Dad was our hero, for so many reasons: he was our protector and defender; he was our provider and advocate; he was a Navy combat veteran from World War II. And he was a good and kind and loving man. And he did all of this in spite of some heavy burdens. One burden he carried was severe asthma, which was very serious at times in his childhood and adolescence and prevented him from being accepted into the Navy before the war broke out (after Pearl Harbor, it was another story--"Sure we'll take you! Welcome aboard, sailor!"). In his late 50's Dad suffered from heart problems. He had bypass surgery around age 57, and suffered from congestive heart failure and diabetes in the last years of his life. These last illnesses were debilitating to his great energy and spirit. Along with these illnesses I think he suffered from some level of depression. Maybe that was a consequence of the medicines he had to take as well as the weakness caused by the heart failure. Still, the image I have of my Dad is of the guy in his thirties and forties, with his black hair, drop-dead good looks, broad shoulders, with forearms and biceps like Popeye-the-Sailor. Dad was strong! A nice trick he could do was to rip the Cleveland yellow pages (about 4 inches thick) in half! It was part technique, but part brute strength. Dad could also run very fast and hit a baseball a mile. We enjoyed watching him play softball at Mudville (officially, "Willow Playground"), with his tremendous hits and great defensive play. One time he hit a home run at Mudville and as he stepped on home plate, he broke his foot! I wish we had had the chance to see him play fast pitch baseball when he and his brothers tore up the Lake County leagues. Dad hit a famous home run at Painseville Township Park on a very muddy day. When he circled the bases, he avoided the incredible mud puddles around the bases (thinking that it was no big deal because the ball went out of the park, into Lake Erie). Well the other team pulled the appeal play saying he missed a base, and Dad was called out. He and his brothers were great ballplayers, but any chance for a career in professional ball was halted by the war. One brother, Connie, did get a tryout with the Cleveland Indians, and we have the letter sent to Connie offering the try-out. Their baseball careers were in the tradition of their father, Connie, my grandfather, who was one of the great ballplayers to come out of Cleveland in the early decades of the 20th Century.

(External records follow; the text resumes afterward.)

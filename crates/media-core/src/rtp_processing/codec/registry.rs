//! Payload Type Registry (moved from rtp-core)
//!
//! This module provides a centralized, RFC 3551-compliant payload type registry
//! to replace hardcoded payload type logic across the codebase.

use std::collections::HashMap;
use std::sync::OnceLock;
use crate::api::types::MediaFrameType;

/// Payload type information
#[derive(Debug, Clone, PartialEq)]
pub struct PayloadTypeInfo {
    /// Payload type number
    pub payload_type: u8,
    /// Media type (Audio, Video, Data)
    pub media_type: MediaFrameType,
    /// Codec name (e.g., "PCMU", "H264", "VP8")
    pub codec_name: String,
    /// Clock rate in Hz
    pub clock_rate: u32,
    /// Number of channels (for audio)
    pub channels: Option<u8>,
    /// Whether this is a static or dynamic payload type
    pub is_dynamic: bool,
    /// RFC reference
    pub rfc_reference: Option<String>,
}

/// Global payload type registry
static PAYLOAD_REGISTRY: OnceLock<PayloadTypeRegistry> = OnceLock::new();

/// Payload type registry implementation
#[derive(Debug)]
pub struct PayloadTypeRegistry {
    /// Static payload types (0-95)
    static_types: HashMap<u8, PayloadTypeInfo>,
    /// Dynamic payload type mappings (96-127)
    dynamic_types: HashMap<u8, PayloadTypeInfo>,
}

impl PayloadTypeRegistry {
    /// Create a new registry with RFC 3551 static payload types
    pub fn new() -> Self {
        let mut registry = Self {
            static_types: HashMap::new(),
            dynamic_types: HashMap::new(),
        };
        
        registry.populate_rfc3551_static_types();
        registry
    }
    
    /// Populate RFC 3551 static payload types
    fn populate_rfc3551_static_types(&mut self) {
        // Audio payload types (RFC 3551)
        self.add_static_type(PayloadTypeInfo {
            payload_type: 0,
            media_type: MediaFrameType::Audio,
            codec_name: "PCMU".to_string(),
            clock_rate: 8000,
            channels: Some(1),
            is_dynamic: false,
            rfc_reference: Some("RFC 3551".to_string()),
        });
        
        self.add_static_type(PayloadTypeInfo {
            payload_type: 3,
            media_type: MediaFrameType::Audio,
            codec_name: "GSM".to_string(),
            clock_rate: 8000,
            channels: Some(1),
            is_dynamic: false,
            rfc_reference: Some("RFC 3551".to_string()),
        });
        
        self.add_static_type(PayloadTypeInfo {
            payload_type: 4,
            media_type: MediaFrameType::Audio,
            codec_name: "G723".to_string(),
            clock_rate: 8000,
            channels: Some(1),
            is_dynamic: false,
            rfc_reference: Some("RFC 3551".to_string()),
        });
        
        self.add_static_type(PayloadTypeInfo {
            payload_type: 5,
            media_type: MediaFrameType::Audio,
            codec_name: "DVI4".to_string(),
            clock_rate: 8000,
            channels: Some(1),
            is_dynamic: false,
            rfc_reference: Some("RFC 3551".to_string()),
        });
        
        self.add_static_type(PayloadTypeInfo {
            payload_type: 6,
            media_type: MediaFrameType::Audio,
            codec_name: "DVI4".to_string(),
            clock_rate: 16000,
            channels: Some(1),
            is_dynamic: false,
            rfc_reference: Some("RFC 3551".to_string()),
        });
        
        self.add_static_type(PayloadTypeInfo {
            payload_type: 7,
            media_type: MediaFrameType::Audio,
            codec_name: "LPC".to_string(),
            clock_rate: 8000,
            channels: Some(1),
            is_dynamic: false,
            rfc_reference: Some("RFC 3551".to_string()),
        });
        
        self.add_static_type(PayloadTypeInfo {
            payload_type: 8,
            media_type: MediaFrameType::Audio,
            codec_name: "PCMA".to_string(),
            clock_rate: 8000,
            channels: Some(1),
            is_dynamic: false,
            rfc_reference: Some("RFC 3551".to_string()),
        });
        
        self.add_static_type(PayloadTypeInfo {
            payload_type: 9,
            media_type: MediaFrameType::Audio,
            codec_name: "G722".to_string(),
            clock_rate: 8000,
            channels: Some(1),
            is_dynamic: false,
            rfc_reference: Some("RFC 3551".to_string()),
        });
        
        self.add_static_type(PayloadTypeInfo {
            payload_type: 10,
            media_type: MediaFrameType::Audio,
            codec_name: "L16".to_string(),
            clock_rate: 44100,
            channels: Some(2),
            is_dynamic: false,
            rfc_reference: Some("RFC 3551".to_string()),
        });
        
        self.add_static_type(PayloadTypeInfo {
            payload_type: 11,
            media_type: MediaFrameType::Audio,
            codec_name: "L16".to_string(),
            clock_rate: 44100,
            channels: Some(1),
            is_dynamic: false,
            rfc_reference: Some("RFC 3551".to_string()),
        });
        
        self.add_static_type(PayloadTypeInfo {
            payload_type: 12,
            media_type: MediaFrameType::Audio,
            codec_name: "QCELP".to_string(),
            clock_rate: 8000,
            channels: Some(1),
            is_dynamic: false,
            rfc_reference: Some("RFC 3551".to_string()),
        });
        
        self.add_static_type(PayloadTypeInfo {
            payload_type: 13,
            media_type: MediaFrameType::Audio,
            codec_name: "CN".to_string(),
            clock_rate: 8000,
            channels: Some(1),
            is_dynamic: false,
            rfc_reference: Some("RFC 3389".to_string()),
        });
        
        self.add_static_type(PayloadTypeInfo {
            payload_type: 14,
            media_type: MediaFrameType::Audio,
            codec_name: "MPA".to_string(),
            clock_rate: 90000,
            channels: None,
            is_dynamic: false,
            rfc_reference: Some("RFC 3551".to_string()),
        });
        
        self.add_static_type(PayloadTypeInfo {
            payload_type: 15,
            media_type: MediaFrameType::Audio,
            codec_name: "G728".to_string(),
            clock_rate: 8000,
            channels: Some(1),
            is_dynamic: false,
            rfc_reference: Some("RFC 3551".to_string()),
        });
        
        self.add_static_type(PayloadTypeInfo {
            payload_type: 16,
            media_type: MediaFrameType::Audio,
            codec_name: "DVI4".to_string(),
            clock_rate: 11025,
            channels: Some(1),
            is_dynamic: false,
            rfc_reference: Some("RFC 3551".to_string()),
        });
        
        self.add_static_type(PayloadTypeInfo {
            payload_type: 17,
            media_type: MediaFrameType::Audio,
            codec_name: "DVI4".to_string(),
            clock_rate: 22050,
            channels: Some(1),
            is_dynamic: false,
            rfc_reference: Some("RFC 3551".to_string()),
        });
        
        self.add_static_type(PayloadTypeInfo {
            payload_type: 18,
            media_type: MediaFrameType::Audio,
            codec_name: "G729".to_string(),
            clock_rate: 8000,
            channels: Some(1),
            is_dynamic: false,
            rfc_reference: Some("RFC 3551".to_string()),
        });
        
        // Video payload types (RFC 3551)
        self.add_static_type(PayloadTypeInfo {
            payload_type: 25,
            media_type: MediaFrameType::Video,
            codec_name: "CelB".to_string(),
            clock_rate: 90000,
            channels: None,
            is_dynamic: false,
            rfc_reference: Some("RFC 2029".to_string()),
        });
        
        self.add_static_type(PayloadTypeInfo {
            payload_type: 26,
            media_type: MediaFrameType::Video,
            codec_name: "JPEG".to_string(),
            clock_rate: 90000,
            channels: None,
            is_dynamic: false,
            rfc_reference: Some("RFC 2435".to_string()),
        });
        
        self.add_static_type(PayloadTypeInfo {
            payload_type: 28,
            media_type: MediaFrameType::Video,
            codec_name: "nv".to_string(),
            clock_rate: 90000,
            channels: None,
            is_dynamic: false,
            rfc_reference: Some("RFC 3551".to_string()),
        });
        
        self.add_static_type(PayloadTypeInfo {
            payload_type: 31,
            media_type: MediaFrameType::Video,
            codec_name: "H261".to_string(),
            clock_rate: 90000,
            channels: None,
            is_dynamic: false,
            rfc_reference: Some("RFC 4587".to_string()),
        });
        
        self.add_static_type(PayloadTypeInfo {
            payload_type: 32,
            media_type: MediaFrameType::Video,
            codec_name: "MPV".to_string(),
            clock_rate: 90000,
            channels: None,
            is_dynamic: false,
            rfc_reference: Some("RFC 2250".to_string()),
        });
        
        self.add_static_type(PayloadTypeInfo {
            payload_type: 33,
            media_type: MediaFrameType::Video,
            codec_name: "MP2T".to_string(),
            clock_rate: 90000,
            channels: None,
            is_dynamic: false,
            rfc_reference: Some("RFC 2250".to_string()),
        });
        
        self.add_static_type(PayloadTypeInfo {
            payload_type: 34,
            media_type: MediaFrameType::Video,
            codec_name: "H263".to_string(),
            clock_rate: 90000,
            channels: None,
            is_dynamic: false,
            rfc_reference: Some("RFC 4629".to_string()),
        });
        
        // Common dynamic payload types (these are just examples, actual mappings would be negotiated)
        self.add_dynamic_type(PayloadTypeInfo {
            payload_type: 96,
            media_type: MediaFrameType::Video,
            codec_name: "H264".to_string(),
            clock_rate: 90000,
            channels: None,
            is_dynamic: true,
            rfc_reference: Some("RFC 6184".to_string()),
        });
        
        self.add_dynamic_type(PayloadTypeInfo {
            payload_type: 97,
            media_type: MediaFrameType::Video,
            codec_name: "VP8".to_string(),
            clock_rate: 90000,
            channels: None,
            is_dynamic: true,
            rfc_reference: Some("RFC 7741".to_string()),
        });
        
        self.add_dynamic_type(PayloadTypeInfo {
            payload_type: 98,
            media_type: MediaFrameType::Video,
            codec_name: "VP9".to_string(),
            clock_rate: 90000,
            channels: None,
            is_dynamic: true,
            rfc_reference: Some("draft-ietf-payload-vp9".to_string()),
        });
        
        self.add_dynamic_type(PayloadTypeInfo {
            payload_type: 111,
            media_type: MediaFrameType::Audio,
            codec_name: "OPUS".to_string(),
            clock_rate: 48000,
            channels: Some(2),
            is_dynamic: true,
            rfc_reference: Some("RFC 7587".to_string()),
        });
    }
    
    /// Add a static payload type
    fn add_static_type(&mut self, info: PayloadTypeInfo) {
        self.static_types.insert(info.payload_type, info);
    }
    
    /// Add a dynamic payload type
    fn add_dynamic_type(&mut self, info: PayloadTypeInfo) {
        self.dynamic_types.insert(info.payload_type, info);
    }
    
    /// Register a dynamic payload type mapping
    pub fn register_dynamic_payload(&mut self, info: PayloadTypeInfo) -> Result<(), String> {
        if info.payload_type < 96 || info.payload_type > 127 {
            return Err(format!("Dynamic payload types must be in range 96-127, got {}", info.payload_type));
        }
        
        self.dynamic_types.insert(info.payload_type, info);
        Ok(())
    }
    
    /// Get payload type information
    pub fn get_payload_info(&self, payload_type: u8) -> Option<&PayloadTypeInfo> {
        // First check static types
        if let Some(info) = self.static_types.get(&payload_type) {
            return Some(info);
        }
        
        // Then check dynamic types
        self.dynamic_types.get(&payload_type)
    }
    
    /// Determine media frame type from payload type
    pub fn get_media_frame_type(&self, payload_type: u8) -> MediaFrameType {
        if let Some(info) = self.get_payload_info(payload_type) {
            info.media_type
        } else {
            // RFC 3551 fallback for unregistered payload types
            match payload_type {
                0..=23 => MediaFrameType::Audio,     // Audio range
                24..=34 => MediaFrameType::Video,    // Video range  
                35..=71 => MediaFrameType::Data,     // Unassigned - treat as data
                72..=76 => MediaFrameType::Data,     // Reserved for RTCP conflict avoidance
                77..=95 => MediaFrameType::Data,     // Unassigned - treat as data
                96..=127 => MediaFrameType::Data,    // Dynamic - default to data if not registered
                _ => MediaFrameType::Data,           // Invalid - treat as data
            }
        }
    }
    
    /// Get codec name for payload type
    pub fn get_codec_name(&self, payload_type: u8) -> String {
        if let Some(info) = self.get_payload_info(payload_type) {
            info.codec_name.clone()
        } else {
            format!("Unknown-{}", payload_type)
        }
    }
    
    /// Check if payload type is dynamic
    pub fn is_dynamic_payload_type(payload_type: u8) -> bool {
        payload_type >= 96 && payload_type <= 127
    }
    
    /// Check if payload type is static
    pub fn is_static_payload_type(payload_type: u8) -> bool {
        payload_type <= 95
    }
    
    /// List all registered payload types
    pub fn list_all_payload_types(&self) -> Vec<&PayloadTypeInfo> {
        let mut types: Vec<&PayloadTypeInfo> = self.static_types.values().collect();
        types.extend(self.dynamic_types.values());
        types.sort_by_key(|info| info.payload_type);
        types
    }
}

impl Default for PayloadTypeRegistry {
    fn default() -> Self {
        Self::new()
    }
}

/// Get the global payload type registry
pub fn get_global_registry() -> &'static PayloadTypeRegistry {
    PAYLOAD_REGISTRY.get_or_init(|| PayloadTypeRegistry::new())
}

/// Get media frame type for payload type (convenience function)
pub fn get_media_frame_type(payload_type: u8) -> MediaFrameType {
    get_global_registry().get_media_frame_type(payload_type)
}

/// Get codec name for payload type (convenience function)
pub fn get_codec_name(payload_type: u8) -> String {
    get_global_registry().get_codec_name(payload_type)
}

/// Get payload type information (convenience function)
pub fn get_payload_info(payload_type: u8) -> Option<&'static PayloadTypeInfo> {
    get_global_registry().get_payload_info(payload_type)
}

My Dad's life surely was shaped by the bittersweet years of the Great Depression and then by World War II. From the time my Dad was seven years old to the time he was in his mid twenties, the world was in chaos, depression, and war. So you can imagine how wonderful it was for him around 1946 meeting Margaret Ann Fitzpatrick (of the locally well-known Fitzpatrick family). What Dad probably wanted more than anything was a life with Margaret Ann, a family, children, and a job that paid the bills. There had been so little of normal life that he was ecstatic about settling down to this kind of life. He married Margaret Ann in August of 1947 at Immaculate Conception Church in Willoughby (the reception was above the fire station in Willoughby-on-the-Lake). Ten months later I was born, the first of 5 children. [More coming on Dad infuture blog entries.]

Tuesday, April 8, 2008

Tommy Fitzpatrick, Died in Vietnam April 18, 1969

[Tommy is shirtless, on left, standing on the armored vehicle]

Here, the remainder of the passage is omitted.